use std::{
    path::{Path, PathBuf},
    time::Duration,
};

use config::{Config, ConfigError, File};
use serde::Deserialize;
use url::Url;

use crate::services::portal::SEARCH_URL;

#[derive(Debug, Clone, Default, Deserialize)]
#[serde(default)]
pub struct Settings {
    pub browser: BrowserSettings,
    pub portal: PortalSettings,
    pub files: FileSettings,
    pub retry: RetrySettings,
}

#[derive(Debug, Clone, Deserialize)]
#[serde(default)]
pub struct BrowserSettings {
    pub webdriver_url: String,
    pub headless: bool,
    pub window_size: String,
}

#[derive(Debug, Clone, Deserialize)]
#[serde(default)]
pub struct PortalSettings {
    pub search_url: String,
    pub cookie_timeout_secs: u64,
    pub element_timeout_secs: u64,
    pub tab_timeout_secs: u64,
    pub settle_millis: u64,
    pub cookie_settle_millis: u64,
}

#[derive(Debug, Clone, Deserialize)]
#[serde(default)]
pub struct FileSettings {
    pub input: PathBuf,
    pub output: PathBuf,
}

#[derive(Debug, Clone, Deserialize)]
#[serde(default)]
pub struct RetrySettings {
    pub max_retries: u32,
    pub backoff_secs: u64,
    pub inter_reference_delay_secs: u64,
}

impl Default for BrowserSettings {
    fn default() -> Self {
        BrowserSettings {
            webdriver_url: "http://localhost:9515".to_string(),
            headless: false,
            window_size: "1920,1080".to_string(),
        }
    }
}

impl Default for PortalSettings {
    fn default() -> Self {
        PortalSettings {
            search_url: SEARCH_URL.to_string(),
            cookie_timeout_secs: 10,
            element_timeout_secs: 30,
            tab_timeout_secs: 5,
            settle_millis: 1000,
            cookie_settle_millis: 2000,
        }
    }
}

impl Default for FileSettings {
    fn default() -> Self {
        FileSettings {
            input: PathBuf::from("cadastral_references.csv"),
            output: PathBuf::from("cadastre_results.csv"),
        }
    }
}

impl Default for RetrySettings {
    fn default() -> Self {
        RetrySettings {
            max_retries: 3,
            backoff_secs: 5,
            inter_reference_delay_secs: 2,
        }
    }
}

impl BrowserSettings {
    /// Startup flags for the Chrome process.
    pub fn chrome_args(&self) -> Vec<String> {
        let mut args: Vec<String> = [
            "--no-sandbox",
            "--disable-dev-shm-usage",
            "--disable-gpu",
            "--disable-extensions",
            "--ignore-certificate-errors",
            "--disable-web-security",
            "--blink-settings=imagesEnabled=false",
        ]
        .iter()
        .map(|arg| arg.to_string())
        .collect();
        args.push(format!("--window-size={}", self.window_size));
        if self.headless {
            args.push("--headless=new".to_string());
        }
        args
    }
}

impl PortalSettings {
    pub fn cookie_timeout(&self) -> Duration {
        Duration::from_secs(self.cookie_timeout_secs)
    }

    pub fn element_timeout(&self) -> Duration {
        Duration::from_secs(self.element_timeout_secs)
    }

    pub fn tab_timeout(&self) -> Duration {
        Duration::from_secs(self.tab_timeout_secs)
    }

    pub fn settle(&self) -> Duration {
        Duration::from_millis(self.settle_millis)
    }

    pub fn cookie_settle(&self) -> Duration {
        Duration::from_millis(self.cookie_settle_millis)
    }
}

impl RetrySettings {
    pub fn backoff(&self) -> Duration {
        Duration::from_secs(self.backoff_secs)
    }

    pub fn inter_reference_delay(&self) -> Duration {
        Duration::from_secs(self.inter_reference_delay_secs)
    }
}

impl Settings {
    fn validate(self) -> Result<Self, ConfigError> {
        for (key, value) in [
            ("browser.webdriver_url", &self.browser.webdriver_url),
            ("portal.search_url", &self.portal.search_url),
        ] {
            if let Err(e) = Url::parse(value) {
                return Err(ConfigError::Message(format!(
                    "{} is not a valid url ({}): {}",
                    key, value, e
                )));
            }
        }
        if self.retry.max_retries == 0 {
            return Err(ConfigError::Message(
                "retry.max_retries must be at least 1".to_string(),
            ));
        }
        Ok(self)
    }
}

/// Reads `configuration.{yaml,toml,json}` from the working directory when present.
pub fn get_configuration() -> Result<Settings, ConfigError> {
    let settings = Config::builder()
        .add_source(File::with_name("configuration").required(false))
        .build()?;

    settings.try_deserialize::<Settings>()?.validate()
}

pub fn get_configuration_from(path: &Path) -> Result<Settings, ConfigError> {
    let settings = Config::builder()
        .add_source(File::from(path))
        .build()?;

    settings.try_deserialize::<Settings>()?.validate()
}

====================

When a line among the entries contains "input", pull that line out.

    pub input: PathBuf,
            input: PathBuf::from("cadastral_references.csv"),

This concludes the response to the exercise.